I really enjoyed it.
>>8156593
>by a women and a liberal
into the trash it goes
>>8156602
>Peter "euthanise disabled infants" Singer
> a liberal
Do we have anyone who actually read the book.
No one?
>contemporary ethics
>>8156875
What does a slightly amused looking women leaning over a toilet have to do with contemporary ethics?
Also, I'm guessing you're another one who has not read the book?
>>8156593
>Singer
>literally btfo by Zizek of all people
>Singer—usually designated as a "social Darwinist with a collectivist socialist face"—starts innocently enough, trying to argue that people will be happier if they lead lives committed to ethics: a life spent trying to help others and reduce suffering is really the most moral and fulfilling one. He radicalizes and actualizes Jeremy Bentham, the father of utilitarianism: the ultimate ethical criterion is not the dignity (rationality, soul) of man, but the ability to SUFFER, to experience pain, which man shares with animals. With inexorable radicality, Singer levels the animal/human divide: better kill an old suffering woman than healthy animals... Look an orangutan straight in the eye and what do you see? A none-too-distant cousin—a creature worthy of all the legal rights and privileges that humans enjoy. One should thus extend aspects of equality—the right to life, the protection of individual liberties, the prohibition of torture—at least to the nonhuman great apes (chimpanzees, orangutans, gorillas).

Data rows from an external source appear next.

//! Qualified names of the platform and validation types the checks reference.

pub const OBJECT: &str = "java.lang.Object";
pub const STRING: &str = "java.lang.String";
pub const CHAR_SEQUENCE: &str = "java.lang.CharSequence";
pub const CLASS: &str = "java.lang.Class";
pub const NUMBER: &str = "java.lang.Number";

pub const RETENTION: &str = "java.lang.annotation.Retention";
pub const RETENTION_POLICY: &str = "java.lang.annotation.RetentionPolicy";
pub const TARGET: &str = "java.lang.annotation.Target";
pub const ELEMENT_TYPE: &str = "java.lang.annotation.ElementType";

/// `RetentionPolicy` constant constraint types must be retained with.
pub const RUNTIME_RETENTION: &str = "RUNTIME";

/// `ElementType` constants a constraint type may target.
pub const ALLOWED_TARGETS: [&str; 4] = ["FIELD", "METHOD", "TYPE", "ANNOTATION_TYPE"];

pub const CONSTRAINT: &str = "javax.validation.Constraint";
pub const GROUP_SEQUENCE: &str = "javax.validation.GroupSequence";
pub const PAYLOAD: &str = "javax.validation.Payload";
pub const VALID: &str = "javax.validation.Valid";
pub const CONSTRAINT_VALIDATOR: &str = "javax.validation.ConstraintValidator";
pub const DEFAULT_GROUP: &str = "javax.validation.groups.Default";
pub const CONSTRAINT_TARGET: &str = "javax.validation.ConstraintTarget";
pub const SUPPORTED_VALIDATION_TARGET: &str =
    "javax.validation.constraintvalidation.SupportedValidationTarget";
pub const VALIDATION_TARGET: &str = "javax.validation.constraintvalidation.ValidationTarget";

/// `ConstraintTarget` constant `validationAppliesTo()` must default to.
pub const IMPLICIT_CONSTRAINT_TARGET: &str = "IMPLICIT";

pub const GROUP_SEQUENCE_PROVIDER: &str = "org.hibernate.validator.group.GroupSequenceProvider";
pub const DEFAULT_GROUP_SEQUENCE_PROVIDER: &str =
    "org.hibernate.validator.spi.group.DefaultGroupSequenceProvider";

pub const COLLECTION: &str = "java.util.Collection";
pub const LIST: &str = "java.util.List";
pub const MAP: &str = "java.util.Map";

/// Built-in constraint types whose supported types are registered up front.
pub mod builtin {
    pub const NOT_NULL: &str = "javax.validation.constraints.NotNull";
    pub const SIZE: &str = "javax.validation.constraints.Size";
}

/// Annotation member names.
pub mod members {
    pub const VALUE: &str = "value";
    pub const MESSAGE: &str = "message";
    pub const GROUPS: &str = "groups";
    pub const PAYLOAD: &str = "payload";
    pub const VALIDATED_BY: &str = "validatedBy";
    pub const VALIDATION_APPLIES_TO: &str = "validationAppliesTo";
}
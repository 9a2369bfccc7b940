//! Turning diagnostics into reported findings.
//!
//! Checks only produce message keys and arguments. The [`Reporter`] picks a
//! severity and renders the message through a [`MessageCatalog`].
//!
//! # Severity
//!
//! Findings get the configured diagnostic kind's severity. Keys that are
//! warnings by nature (see [`MessageKey::is_warning`]) are never reported
//! above [`Severity::Warning`].

use std::fmt;

use bvcheck_model::ElementKind;
use bvcheck_rules::{Diagnostic, DiagnosticArg, MessageKey, Severity};
use serde::{Deserialize, Serialize};

use crate::config::Configuration;

/// Renders message keys into text.
pub trait MessageCatalog: Send + Sync {
    fn render(&self, key: MessageKey, args: &[DiagnosticArg]) -> String;
}

/// English messages with positional `{0}`, `{1}` placeholders.
#[derive(Debug, Clone, Copy, Default)]
pub struct DefaultCatalog;

/// Default templates, indexed by `MessageKey` discriminant.
const DEFAULT_TEMPLATES: [&str; 38] = [
    "The annotation @{0} is disallowed for this data type.",
    "The annotation @{0} is disallowed for the return type of this method.",
    "Multiple validators of the annotation @{0} apply to this data type.",
    "Multiple validators of the annotation @{0} apply to the return type of this method.",
    "Constraint annotations must not be specified at methods which are not valid JavaBeans getter methods.",
    "Constraint annotations must not be specified at methods without return value.",
    "Only non-static fields may be annotated with constraint annotations.",
    "Only non-static methods may be annotated with constraint annotations.",
    "Fields of a primitive type must not be annotated with @Valid.",
    "Methods returning a primitive type must not be annotated with @Valid.",
    "Constraint annotation types must have retention policy RUNTIME.",
    "Constraint annotation types must target at least one of METHOD, FIELD, TYPE or ANNOTATION_TYPE.",
    "Constraint annotation types must name a validator or be composed of other constraints.",
    "Constraint annotation types must declare a member \"String message()\".",
    "Constraint annotation types must declare a member \"Class<?>[] groups() default {}\".",
    "Constraint annotation types must declare a member \"Class<? extends Payload>[] payload() default {}\".",
    "The return type of \"message()\" must be String.",
    "The return type of \"groups()\" must be Class<?>[].",
    "The default value of \"groups()\" must be an empty array.",
    "The return type of \"payload()\" must be Class<? extends Payload>[].",
    "The default value of \"payload()\" must be an empty array.",
    "Only constraint annotation types may be annotated with constraint annotations.",
    "The constraint @{0} is declared both directly and within its list annotation.",
    "@GroupSequenceProvider may only be declared on a class.",
    "@GroupSequenceProvider must not be combined with @GroupSequence.",
    "The @GroupSequenceProvider value must be a concrete implementation class.",
    "The group sequence provider {0} must declare a public no-argument constructor.",
    "The group sequence provider is defined for {0}, which is not a supertype of {1}.",
    "A @GroupSequence may only list interfaces, plus the hosting class when redefining its default group sequence.",
    "The interface {0} is listed more than once in the group sequence.",
    "A group sequence interface should not extend other interfaces.",
    "A @GroupSequence on a class must list that class to redefine its default group sequence.",
    "The group sequence definition is cyclic.",
    "The cross-parameter constraint @{0} has more than one cross-parameter validator.",
    "The cross-parameter validator of @{0} must validate Object or Object[].",
    "The constraint @{0} can be cross-parameter and generic, so it must declare a member \"ConstraintTarget validationAppliesTo()\".",
    "The return type of \"validationAppliesTo()\" in @{0} must be ConstraintTarget.",
    "The default value of \"validationAppliesTo()\" in @{0} must be ConstraintTarget.IMPLICIT.",
];

impl DefaultCatalog {
    /// Template for a key, before placeholders are filled.
    pub fn template(key: MessageKey) -> &'static str {
        DEFAULT_TEMPLATES[key as usize]
    }
}

impl MessageCatalog for DefaultCatalog {
    fn render(&self, key: MessageKey, args: &[DiagnosticArg]) -> String {
        format_template(Self::template(key), args)
    }
}

/// Replace `{i}` with the `i`-th argument; placeholders without an argument
/// are left in place.
pub fn format_template(template: &str, args: &[DiagnosticArg]) -> String {
    args.iter()
        .enumerate()
        .fold(template.to_string(), |rendered, (index, arg)| {
            rendered.replace(&format!("{{{}}}", index), &arg.to_string())
        })
}

/// A finding ready for display.
#[derive(Debug, Clone, PartialEq, Eq, Serialize, Deserialize)]
pub struct ReportedDiagnostic {
    pub severity: Severity,
    pub key: MessageKey,
    pub element_kind: ElementKind,
    /// Qualified path of the element, with parameter types for executables
    pub element: String,
    /// Simple name of the anchor annotation
    pub annotation: Option<String>,
    pub message: String,
}

impl fmt::Display for ReportedDiagnostic {
    fn fmt(&self, f: &mut fmt::Formatter<'_>) -> fmt::Result {
        write!(f, "{}: {}: ", self.severity, self.element)?;
        if let Some(annotation) = &self.annotation {
            write!(f, "@{}: ", annotation)?;
        }
        write!(f, "{}", self.message)
    }
}

/// Assigns severities and renders messages.
#[derive(Debug, Clone)]
pub struct Reporter<C = DefaultCatalog> {
    catalog: C,
    severity: Severity,
}

impl Reporter<DefaultCatalog> {
    pub fn new(config: &Configuration) -> Self {
        Self::with_catalog(DefaultCatalog, config)
    }
}

impl<C: MessageCatalog> Reporter<C> {
    pub fn with_catalog(catalog: C, config: &Configuration) -> Self {
        Self {
            catalog,
            severity: config.severity(),
        }
    }

    /// Severity a finding with `key` is reported with.
    pub fn severity_for(&self, key: MessageKey) -> Severity {
        if key.is_warning() {
            self.severity.min(Severity::Warning)
        } else {
            self.severity
        }
    }

    pub fn report(&self, diagnostic: &Diagnostic) -> ReportedDiagnostic {
        ReportedDiagnostic {
            severity: self.severity_for(diagnostic.key),
            key: diagnostic.key,
            element_kind: diagnostic.element.kind,
            element: diagnostic.element.to_string(),
            annotation: diagnostic
                .anchor
                .as_ref()
                .map(|anchor| anchor.simple_name().to_string()),
            message: self.catalog.render(diagnostic.key, &diagnostic.args),
        }
    }

    pub fn report_all<'d>(
        &self,
        diagnostics: impl IntoIterator<Item = &'d Diagnostic>,
    ) -> Vec<ReportedDiagnostic> {
        diagnostics
            .into_iter()
            .map(|diagnostic| self.report(diagnostic))
            .collect()
    }
}

/// One JSON object per line.
pub fn to_json_lines(reported: &[ReportedDiagnostic]) -> Result<String, serde_json::Error> {
    let mut out = String::new();
    for finding in reported {
        out.push_str(&serde_json::to_string(finding)?);
        out.push('\n');
    }
    Ok(out)
}

#[cfg(test)]
mod tests {
    use super::*;
    use crate::config::DiagnosticKind;
    use bvcheck_model::{names, AnnotationInstance, ProgramElement, TypeRef};

    fn make_diagnostic(key: MessageKey) -> Diagnostic {
        let field = ProgramElement::field("com.acme.Order.total", TypeRef::declared("java.lang.Integer"));
        Diagnostic::new(&field, Some(&AnnotationInstance::new(names::builtin::SIZE)), key)
    }

    #[test]
    fn test_every_key_has_template() {
        for key in MessageKey::ALL {
            assert!(!DefaultCatalog::template(key).is_empty(), "{}", key);
        }
    }

    #[test]
    fn test_wrong_target_lists_only_accepted_targets() {
        let message = DefaultCatalog.render(MessageKey::ConstraintTypeWithWrongTarget, &[]);
        for target in names::ALLOWED_TARGETS {
            assert!(message.contains(target), "{}", target);
        }
        assert!(!message.contains("PARAMETER"));
    }

    #[test]
    fn test_placeholders_filled() {
        let args = vec![DiagnosticArg::from("Size")];
        assert_eq!(
            DefaultCatalog.render(MessageKey::NotSupportedType, &args),
            "The annotation @Size is disallowed for this data type."
        );
        assert_eq!(format_template("{0} and {1}", &args), "Size and {1}");
    }

    #[test]
    fn test_warning_keys_capped() {
        let errors = Reporter::new(&Configuration::default());
        assert_eq!(errors.severity_for(MessageKey::NotSupportedType), Severity::Error);
        assert_eq!(
            errors.severity_for(MessageKey::InvalidGroupSequenceExtendInterfaces),
            Severity::Warning
        );

        let notes = Reporter::new(&Configuration {
            diagnostic_kind: DiagnosticKind::Note,
            ..Configuration::default()
        });
        assert_eq!(
            notes.severity_for(MessageKey::InvalidGroupSequenceExtendInterfaces),
            Severity::Note
        );
    }

    #[test]
    fn test_display_and_json() {
        let reporter = Reporter::new(&Configuration::default());
        let reported =
            reporter.report(&make_diagnostic(MessageKey::NotSupportedType).with_arg("Size"));

        assert_eq!(
            reported.to_string(),
            "error: com.acme.Order.total: @Size: The annotation @Size is disallowed for this data type."
        );

        let lines = to_json_lines(&[reported.clone(), reported]).unwrap();
        assert_eq!(lines.lines().count(), 2);
        let parsed: ReportedDiagnostic = serde_json::from_str(lines.lines().next().unwrap()).unwrap();
        assert_eq!(parsed.key, MessageKey::NotSupportedType);
        assert_eq!(parsed.annotation.as_deref(), Some("Size"));
    }
}
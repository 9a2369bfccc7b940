//! Annotation instances and their attribute values.

use serde::{Deserialize, Serialize};

use crate::foundation::{QualifiedName, TypeRef};

/// An annotation attached to a program element.
///
/// Attribute values keep declaration order. A list-container annotation is an
/// instance whose `value` attribute is an array of nested instances.
#[derive(Debug, Clone, PartialEq, Eq, Hash, Serialize, Deserialize)]
pub struct AnnotationInstance {
    /// Qualified name of the annotation type
    pub annotation_type: QualifiedName,
    /// Explicitly given attributes, in source order
    pub values: Vec<(String, AnnotationValue)>,
}

/// Value of one annotation attribute.
#[derive(Debug, Clone, PartialEq, Eq, Hash, Serialize, Deserialize)]
pub enum AnnotationValue {
    Bool(bool),
    Int(i64),
    Str(String),
    /// Enum constant, e.g. `RetentionPolicy.RUNTIME`
    Enum {
        enum_type: QualifiedName,
        constant: String,
    },
    /// Class literal, e.g. `Foo.class`
    Type(TypeRef),
    /// Nested annotation
    Annotation(AnnotationInstance),
    Array(Vec<AnnotationValue>),
}

/// Category an annotation instance falls into, computed by the
/// classification service before any check runs.
///
/// Together with the annotated element's kind this is the sole dispatch key.
#[derive(Debug, Clone, Copy, PartialEq, Eq, Hash, PartialOrd, Ord, Serialize, Deserialize)]
pub enum AnnotationClassification {
    /// Use of a constraint, e.g. `@NotNull`
    ConstraintAnnotation,
    /// List container wrapping repeated uses of one constraint
    MultiValuedConstraintAnnotation,
    /// Marks cascaded (graph) validation
    GraphValidationAnnotation,
    /// Marks an annotation type as a constraint type declaration
    ConstraintMetaAnnotation,
    /// Declares an explicit group sequence
    GroupSequenceAnnotation,
    /// Names a dynamic group sequence provider
    GroupSequenceProviderAnnotation,
    /// Anything else
    NoConstraintAnnotation,
}

impl AnnotationClassification {
    /// Every classification, in declaration order.
    pub const ALL: [AnnotationClassification; 7] = [
        AnnotationClassification::ConstraintAnnotation,
        AnnotationClassification::MultiValuedConstraintAnnotation,
        AnnotationClassification::GraphValidationAnnotation,
        AnnotationClassification::ConstraintMetaAnnotation,
        AnnotationClassification::GroupSequenceAnnotation,
        AnnotationClassification::GroupSequenceProviderAnnotation,
        AnnotationClassification::NoConstraintAnnotation,
    ];
}

impl AnnotationInstance {
    /// Create an instance without attributes.
    pub fn new(annotation_type: impl Into<QualifiedName>) -> Self {
        Self {
            annotation_type: annotation_type.into(),
            values: Vec::new(),
        }
    }

    /// Add an attribute (builder style).
    pub fn with_value(mut self, name: impl Into<String>, value: AnnotationValue) -> Self {
        self.values.push((name.into(), value));
        self
    }

    /// Look up an explicitly given attribute.
    pub fn value(&self, name: &str) -> Option<&AnnotationValue> {
        self.values
            .iter()
            .find(|(attribute, _)| attribute == name)
            .map(|(_, value)| value)
    }

    /// Simple name of the annotation type (`NotNull` for `javax.validation.constraints.NotNull`).
    pub fn simple_name(&self) -> &str {
        self.annotation_type.simple_name()
    }

    /// Whether this annotation is of the given type.
    pub fn is_of_type(&self, annotation_type: &str) -> bool {
        self.annotation_type == annotation_type
    }
}

impl AnnotationValue {
    /// Enum constant value.
    pub fn enum_constant(enum_type: impl Into<QualifiedName>, constant: impl Into<String>) -> Self {
        AnnotationValue::Enum {
            enum_type: enum_type.into(),
            constant: constant.into(),
        }
    }

    pub fn as_type(&self) -> Option<&TypeRef> {
        match self {
            AnnotationValue::Type(ty) => Some(ty),
            _ => None,
        }
    }

    pub fn as_annotation(&self) -> Option<&AnnotationInstance> {
        match self {
            AnnotationValue::Annotation(annotation) => Some(annotation),
            _ => None,
        }
    }

    pub fn as_array(&self) -> Option<&[AnnotationValue]> {
        match self {
            AnnotationValue::Array(values) => Some(values),
            _ => None,
        }
    }

    pub fn as_enum_constant(&self) -> Option<&str> {
        match self {
            AnnotationValue::Enum { constant, .. } => Some(constant),
            _ => None,
        }
    }

    /// Whether this is an array without elements.
    pub fn is_empty_array(&self) -> bool {
        matches!(self, AnnotationValue::Array(values) if values.is_empty())
    }

    /// The elements of an array value, or the value itself for the
    /// single-element shorthand (`@Target(FIELD)`).
    pub fn elements(&self) -> &[AnnotationValue] {
        match self {
            AnnotationValue::Array(values) => values,
            single => std::slice::from_ref(single),
        }
    }
}

#[cfg(test)]
mod tests {
    use super::*;

    #[test]
    fn test_value_lookup() {
        let annotation = AnnotationInstance::new("javax.validation.constraints.Size")
            .with_value("min", AnnotationValue::Int(1))
            .with_value("max", AnnotationValue::Int(10));

        assert_eq!(annotation.value("max"), Some(&AnnotationValue::Int(10)));
        assert_eq!(annotation.value("message"), None);
        assert_eq!(annotation.simple_name(), "Size");
    }

    #[test]
    fn test_single_element_shorthand() {
        let single = AnnotationValue::enum_constant("java.lang.annotation.ElementType", "FIELD");
        assert_eq!(single.elements().len(), 1);
        assert_eq!(single.elements()[0].as_enum_constant(), Some("FIELD"));
        assert!(AnnotationValue::Array(vec![]).is_empty_array());
        assert!(!single.is_empty_array());
    }

    #[test]
    fn test_annotation_roundtrips_through_json() {
        let annotation = AnnotationInstance::new("com.acme.Checked")
            .with_value("value", AnnotationValue::Type(crate::TypeRef::declared("com.acme.Foo")));
        let json = serde_json::to_string(&annotation).unwrap();
        let back: AnnotationInstance = serde_json::from_str(&json).unwrap();
        assert_eq!(back, annotation);
    }
}
//! Checker entry point.
//!
//! [`ConstraintChecker`] owns the dispatcher built from a [`Configuration`]
//! and borrows the two collaborator services for its whole lifetime. Checking
//! one annotation is classification, dispatch and a check-list run:
//!
//! ```text
//! classify(annotation) ─┐
//!                       ├─→ dispatcher.resolve(kind, classification) ─→ list.run(element, annotation)
//! element.kind ─────────┘
//! ```

use bvcheck_model::{
    AnnotationInstance, ConstraintClassifier, ProgramElement, TypeResolver, TypeUniverse,
};
use bvcheck_rules::{CheckContext, CheckDispatcher, DiagnosticSet};
use tracing::{debug, info, trace};

use crate::config::Configuration;

/// Checks annotated program elements.
///
/// Holds no per-call state: the same checker may be shared across threads
/// and used for any number of elements.
pub struct ConstraintChecker<'a> {
    types: &'a dyn TypeResolver,
    constraints: &'a dyn ConstraintClassifier,
    dispatcher: CheckDispatcher,
    config: Configuration,
}

impl<'a> ConstraintChecker<'a> {
    pub fn new(
        types: &'a dyn TypeResolver,
        constraints: &'a dyn ConstraintClassifier,
        config: Configuration,
    ) -> Self {
        let dispatcher = CheckDispatcher::new(types, config.dispatch_options());
        debug!(
            method_constraints_supported = config.method_constraints_supported,
            "constraint checker ready"
        );
        Self {
            types,
            constraints,
            dispatcher,
            config,
        }
    }

    /// Checker over an in-memory universe serving both services.
    pub fn for_universe(universe: &'a TypeUniverse, config: Configuration) -> Self {
        Self::new(universe, universe, config)
    }

    pub fn configuration(&self) -> &Configuration {
        &self.config
    }

    /// Check one annotation on the element carrying it.
    pub fn check(&self, element: &ProgramElement, annotation: &AnnotationInstance) -> DiagnosticSet {
        let classification = self.constraints.classify(annotation);
        let list = self.dispatcher.resolve(element.kind, classification);
        let ctx = CheckContext::new(self.types, self.constraints);
        let diagnostics = list.run(element, annotation, &ctx);

        if self.config.verbose {
            info!(
                element = %element.path,
                annotation = %annotation.annotation_type,
                findings = diagnostics.len(),
                "checked annotation"
            );
        } else {
            trace!(
                element = %element.path,
                annotation = %annotation.annotation_type,
                classification = ?classification,
                findings = diagnostics.len(),
                "checked annotation"
            );
        }
        diagnostics
    }

    /// Check every annotation attached directly to `element`.
    pub fn check_element(&self, element: &ProgramElement) -> DiagnosticSet {
        let mut diagnostics = DiagnosticSet::new();
        for annotation in &element.annotations {
            diagnostics.extend(self.check(element, annotation));
        }
        diagnostics
    }

    /// Check `element` and, recursively, every member it encloses.
    pub fn check_declaration(&self, element: &ProgramElement) -> DiagnosticSet {
        let mut diagnostics = self.check_element(element);
        for member in &element.enclosed {
            diagnostics.extend(self.check_declaration(member));
        }
        diagnostics
    }
}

>Singer argues that "speciesism" (privileging the human species) is no different from racism: our perception of a difference between humans and (other) animals is no less illogical and unethical than our one-time perception of an ethical difference between, say, men and women, or blacks and whites. Intelligence is no basis for determining ethical stature: the lives of humans are not worth more than the lives of animals simply because they display more intelligence (if intelligence were a standard of judgment, Singer points out, we could perform medical experiments on the mentally retarded with moral impunity). Ultimately, all things being equal, an animal has as much interest in living as a human. Therefore, all things being equal, medical experimentation on animals is immoral: those who advocate such experiments claim that sacrificing the lives of 20 animals will save millions of human lives—however, what about sacrificing 20 humans to save millions of animals? As Singer's critics like to point out, the horrifying extension of this principle is that the interests of 20 people outweighs the interests of one, which gives the green light to all sorts of human rights abuses.
>ethics
Sorry, too spooky for me.
>>8157277
shut the fuck up you dumb idiot
>XDDD le spookiezz !!!
>>8157270
I really don't see anything wrong with what was said.
As a consequentialist, I don't believe in moral rights, and am more than willing to admit that medical experiments on humans (especially very mentally disabled ones) might well be justified under some circumstances.